Democracy requires VOICES if it is to thrive. Where are those voices that question government on issues and engage with it without putting it in a corner and threatening a Revolution? Democracy is inherently noisy; that’s because diversity of thought crucial to its survival. We realise this now when the BJP and its Sangh Parivar are pushing us towards uniformity of thought and ideology. When diverse perspectives are unrepresented in discussions; when some kind of thinkers aren’t at the table then democracy becomes an echo chamber rather than a sounding board and we all lose out. This is where “political appointments” to every conceivable institution from the Tourism Development Corporation to the Planning Board and the now defunct Economic Development Council become exercises in self-defeat. How many advisors does CM Conrad Sangma and what are their special competencies? And since they enjoy certain perks from the public exchequer, may we ask what their contributions have been over the past one year? Maybe it’s time to do an RTI on this too!

The one reason why Arvind Kejriwal returned to power is because he was seen to be pro-people; no fantasy foreign holidays; no VIP entourage; always ready to meet with people; and above all not quarantined from meeting anyone by appointed middle men. Actually, these middle men alienate people from their rulers because it is they who weed out those they believe should or should not meet the CM, HM etc. A Chief Minister or Home Minister in Meghalaya does not need bouncers to keep out people. We are decent humans who will back off if we are told the CM, HM or other ministers don’t wish to meet us. Simple!
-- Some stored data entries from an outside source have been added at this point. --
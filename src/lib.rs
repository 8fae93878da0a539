/// Public library interface for the Habit Tracker MCP server
///
/// This module exports the main server implementation and public types
/// that can be used by other applications or tests.

use std::path::PathBuf;
use thiserror::Error;

// Internal modules
mod domain;
mod storage;
mod store;
mod analytics;
mod settings;
mod share;
pub mod tools;
pub mod mcp;

// Re-export public modules and types
pub use domain::*;
pub use storage::{
    KeyValueStore, MemoryStore, SqliteStore, StorageError,
    COMPLETIONS_KEY, HABITS_KEY, NOTIFICATIONS_KEY, THEME_KEY,
};
pub use store::{HabitStore, StoreError};
pub use analytics::{aggregate, completion_percentage, overall_percentage, weekly_stats, WeeklyStat};
pub use settings::Settings;
pub use share::{
    render_weekly_email, EmailMessage, EmailTransport, ResendTransport, ShareConfig, ShareError,
    ShareReceipt, ShareRequest, ShareService, SHARE_SUBJECT,
};

/// Errors that can occur during server operation
#[derive(Error, Debug)]
pub enum ServerError {
    #[error("Database error: {0}")]
    Database(#[from] StorageError),

    #[error(transparent)]
    Store(#[from] StoreError),

    #[error(transparent)]
    Domain(#[from] DomainError),

    #[error(transparent)]
    Share(#[from] ShareError),

    #[error("IO error: {0}")]
    Io(#[from] std::io::Error),

    #[error("JSON serialization error: {0}")]
    Json(#[from] serde_json::Error),
}

/// Main habit tracker server that implements the MCP protocol
///
/// This server owns the habit store (habits, completions and settings behind
/// a key-value backend) and the service used to email weekly summaries.
pub struct HabitTrackerServer<S = SqliteStore, T = ResendTransport> {
    store: HabitStore<S>,
    share: ShareService<T>,
}

impl HabitTrackerServer {
    /// Create a new habit tracker server with the specified database path
    ///
    /// This will initialize the SQLite database with the required schema
    /// if it doesn't already exist, then load all persisted habit data.
    /// Sharing is wired to Resend using `share_config`; without an API key
    /// habit_share fails with a "not configured" error.
    pub async fn new(db_path: PathBuf, share_config: ShareConfig) -> Result<Self, ServerError> {
        tracing::info!("Initializing Habit Tracker server with database: {:?}", db_path);

        let backend = SqliteStore::new(db_path)?;
        let store = HabitStore::open(backend)?;
        let transport = ResendTransport::new(share_config)?;

        Ok(Self::with_parts(store, ShareService::new(transport)))
    }
}

impl<S: KeyValueStore, T: EmailTransport> HabitTrackerServer<S, T> {
    /// Assemble a server from an opened store and a share service
    pub fn with_parts(store: HabitStore<S>, share: ShareService<T>) -> Self {
        Self { store, share }
    }

    /// Run the MCP server, handling JSON-RPC requests over stdin/stdout
    ///
    /// This method will block until the server is shut down or an error occurs.
    pub async fn run(self) -> Result<(), ServerError> {
        tracing::info!(
            "Server started successfully, found {} existing habits",
            self.store.registry().len()
        );

        let mut mcp_server = mcp::McpServer::new(self);
        mcp_server.run().await?;

        Ok(())
    }

    /// Get a reference to the habit store (useful for testing)
    pub fn store(&self) -> &HabitStore<S> {
        &self.store
    }

    pub fn store_mut(&mut self) -> &mut HabitStore<S> {
        &mut self.store
    }

    pub fn share_service(&self) -> &ShareService<T> {
        &self.share
    }
}
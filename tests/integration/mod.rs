mod basic_integration;
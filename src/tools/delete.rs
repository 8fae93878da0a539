/// Tool for deleting habits
///
/// This module implements the habit_delete MCP tool.

use schemars::JsonSchema;
use serde::{Deserialize, Serialize};

use crate::storage::KeyValueStore;
use crate::store::{HabitStore, StoreError};
use super::parse_habit_id;

/// Parameters for deleting a habit
#[derive(Debug, Deserialize, JsonSchema)]
pub struct DeleteHabitParams {
    /// ID of the habit to delete
    pub habit_id: String,
}

/// Response from deleting a habit
#[derive(Debug, Serialize)]
pub struct DeleteHabitResponse {
    pub deleted: bool,
    pub message: String,
}

/// Delete a habit and all of its completions
pub fn delete_habit<S: KeyValueStore>(
    store: &mut HabitStore<S>,
    params: DeleteHabitParams,
) -> Result<DeleteHabitResponse, StoreError> {
    let habit_id = parse_habit_id(&params.habit_id)?;
    let name = store.habit(&habit_id).map(|h| h.name.clone());
    let deleted = store.delete_habit(&habit_id)?;

    let message = match name {
        Some(name) if deleted => format!("🗑️ Deleted habit '{}' and its completion history", name),
        _ => format!("No habit with ID {} (nothing to delete)", habit_id),
    };

    Ok(DeleteHabitResponse { deleted, message })
}
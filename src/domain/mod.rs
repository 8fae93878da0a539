/// Domain module containing core business logic and data types
///
/// This module defines the core entities (Habit, CompletionRecord) and the
/// in-memory collections that hold them, along with the single day-key
/// derivation every lookup goes through.

pub mod habit;
pub mod completion;
pub mod day_key;
pub mod registry;
pub mod ledger;
pub mod calendar;
pub mod types;

// Re-export public types for easy access
pub use habit::*;
pub use completion::*;
pub use day_key::*;
pub use registry::*;
pub use ledger::*;
pub use calendar::*;
pub use types::*;

use thiserror::Error;

/// Errors that can occur during domain operations
#[derive(Error, Debug, Clone, PartialEq, Eq)]
pub enum DomainError {
    /// Habit name failed validation; shown inline to the user, nothing changes
    #[error("Invalid habit name: {0}")]
    InvalidHabitName(String),

    /// A caller passed an argument outside its documented range
    #[error("Invalid argument: {0}")]
    InvalidArgument(String),

    #[error("Invalid date: {0}")]
    InvalidDate(String),
}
The other reason for the AAP victory is civic governance. True there is still a lot to do to clean up decades of the mess in Delhi, especially its slums but the AAP Government cannot be accused of not trying.  Someone has rightly commented that there is much criticism of AAP doling out freebies to win the 2020 election. A freebie is a gratis benefit that is paid for by taxpayers for political mileage. But when increased efficiency of operations of a government yields dividends for shareholding citizens, can those be called freebies? AAP was able to give freebies because of reduced rent-seeking hence lower administrative costs and by plugging revenue leakages for which the taxpayer paid nothing more. Hence AAP actually paid dividends to its citizen share- holders without taxing them for it.

In the area of health the AAP Government has made health services accessible to the poor through the mohallah clinics. This I believe is the best thing that has happened for the poor and slum dwellers of Delhi. Since Delhi is the national capital, the AAP Government is freed of the responsibility of road construction etc. Hence it is able to provide more social services such as a more constructive educational curriculum which is much talked about in the country. Now that Aatishi Marlena has been elected it is hoped that educational reforms will be scaled up.

The AAP MLAs are full time MLAs and concentrate on their work as legislators. That cannot be said of our MLAs here. The majority are part time MLAs and full time business persons, coal mine owners, contractors et al. The MLAs here have divided loyalties. So why do we continue to elect such men/women? The Delhi election steered clear of one thing – no money was distributed by the AAP candidates. Here money, including the MLA scheme is now used as election funding by releasing funds at the fag end of five years. Many ask why good candidates with the desire to serve don’t win elections.  The answer is that as long as people sell their votes they will never get the MLAs they deserve. Period.